"""

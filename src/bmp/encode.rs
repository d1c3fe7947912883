//! BMP encoder: header serialization and repacking the plane into the payload.

use std::io::Write;

use enough::Stop;

use super::header::{BI_RGB, FILE_HEADER_SIZE, FileHeader, INFO_HEADER_SIZE, InfoHeader, SIGNATURE};
use super::image::BmpImage;
use super::utils::{RowGeometry, pack_rows};
use crate::error::{BitmapError, HeaderPart};
use crate::pixel::PixelLayout;

/// 72 DPI.
const DEFAULT_PIXELS_PER_METER: i32 = 2835;

/// Payload written for an image with no pixels. A file must be longer than
/// its headers to decode.
const EMPTY_PAYLOAD_LEN: usize = 4;

/// Payload length of a new image: the pixel array, or a zeroed stub when the
/// image has no pixels.
pub(crate) fn new_payload_len(geometry: &RowGeometry) -> usize {
    geometry.image_size.max(EMPTY_PAYLOAD_LEN)
}

/// Write the file header, then the info header using its declared size as the
/// write length: the 40-byte core followed by the extended header bytes,
/// truncated or zero-filled to fit.
pub(crate) fn write_headers<W: Write>(writer: &mut W, image: &BmpImage) -> Result<(), BitmapError> {
    writer
        .write_all(&image.file_header.to_bytes())
        .map_err(|e| BitmapError::HeaderWriteFailure(HeaderPart::File, e))?;

    let declared = image.info_header.header_size as usize;
    let mut info = Vec::with_capacity(declared.max(INFO_HEADER_SIZE));
    info.extend_from_slice(&image.info_header.to_bytes());
    info.extend_from_slice(&image.extra_header);
    info.resize(declared, 0);
    writer
        .write_all(&info)
        .map_err(|e| BitmapError::HeaderWriteFailure(HeaderPart::Info, e))?;
    Ok(())
}

/// Repack the plane into the payload and write the payload.
pub(crate) fn write_payload<W: Write>(
    writer: &mut W,
    image: &mut BmpImage,
    stop: &dyn Stop,
) -> Result<(), BitmapError> {
    repack(image, stop)?;
    writer
        .write_all(&image.payload)
        .map_err(BitmapError::ImageWriteFailure)?;
    writer.flush().map_err(BitmapError::ImageWriteFailure)?;
    Ok(())
}

/// Copy the plane back over the pixel array, re-checking that the plane still
/// matches the geometry the payload was read with.
pub(crate) fn repack(image: &mut BmpImage, stop: &dyn Stop) -> Result<(), BitmapError> {
    let Some(geo) = image.geometry else {
        return Err(BitmapError::PlaneMismatch {
            expected: image.payload_len_from_headers(),
            actual: image.payload.len(),
        });
    };
    if image.plane.width() != geo.width
        || image.plane.height() != geo.height
        || image.plane.len() != geo.plane_len()
    {
        return Err(BitmapError::PlaneMismatch {
            expected: geo.plane_len(),
            actual: image.plane.len(),
        });
    }
    let end = image.pixel_start + geo.image_size;
    if end > image.payload.len() {
        return Err(BitmapError::PaddingCalculationFailure {
            needed: geo.image_size,
            available: image.payload.len().saturating_sub(image.pixel_start),
        });
    }
    let raw = &mut image.payload[image.pixel_start..end];
    pack_rows(image.plane.as_bytes(), raw, &geo, stop)
}

/// Headers for a new BITMAPINFOHEADER image with the pixel array right after
/// the headers. Negative `height` gives a top-down image.
pub(crate) fn synthesize_headers(
    width: u32,
    height: i32,
    layout: PixelLayout,
) -> Result<(FileHeader, InfoHeader, RowGeometry), BitmapError> {
    let too_large = || BitmapError::DimensionsTooLarge {
        width,
        height: height.unsigned_abs(),
    };
    let signed_width = i32::try_from(width).map_err(|_| too_large())?;
    let geometry = RowGeometry::new(layout, width, height.unsigned_abs())?;
    let header_size = FILE_HEADER_SIZE + INFO_HEADER_SIZE;
    let image_size = u32::try_from(geometry.image_size).map_err(|_| too_large())?;
    let file_size = new_payload_len(&geometry)
        .checked_add(header_size)
        .and_then(|n| u32::try_from(n).ok())
        .ok_or_else(too_large)?;

    let file_header = FileHeader {
        signature: SIGNATURE,
        file_size,
        reserved: [0, 0],
        pixel_array_offset: header_size as u32,
    };
    let info_header = InfoHeader {
        header_size: INFO_HEADER_SIZE as u32,
        width: signed_width,
        height,
        planes: 1,
        bits_per_pixel: layout.bits_per_pixel(),
        compression: BI_RGB,
        image_size,
        x_pixels_per_meter: DEFAULT_PIXELS_PER_METER,
        y_pixels_per_meter: DEFAULT_PIXELS_PER_METER,
        colors_used: 0,
        important_colors: 0,
    };
    Ok((file_header, info_header, geometry))
}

"""

• **Exercise**
Repeat exactly, and only, the lines from the line with "let too_large = ||" through the end of the listing above, both ends included.

• **Written answer**
    let too_large = || BitmapError::DimensionsTooLarge {
        width,
        height: height.unsigned_abs(),
    };
    let signed_width = i32::try_from(width).map_err(|_| too_large())?;
    let geometry = RowGeometry::new(layout, width, height.unsigned_abs())?;
    let header_size = FILE_HEADER_SIZE + INFO_HEADER_SIZE;
    let image_size = u32::try_from(geometry.image_size).map_err(|_| too_large())?;
    let file_size = new_payload_len(&geometry)
        .checked_add(header_size)
        .and_then(|n| u32::try_from(n).ok())
        .ok_or_else(too_large)?;

    let file_header = FileHeader {
        signature: SIGNATURE,
        file_size,
        reserved: [0, 0],
        pixel_array_offset: header_size as u32,
    };
    let info_header = InfoHeader {
        header_size: INFO_HEADER_SIZE as u32,
        width: signed_width,
        height,
        planes: 1,
        bits_per_pixel: layout.bits_per_pixel(),
        compression: BI_RGB,
        image_size,
        x_pixels_per_meter: DEFAULT_PIXELS_PER_METER,
        y_pixels_per_meter: DEFAULT_PIXELS_PER_METER,
        colors_used: 0,
        important_colors: 0,
    };
    Ok((file_header, info_header, geometry))
}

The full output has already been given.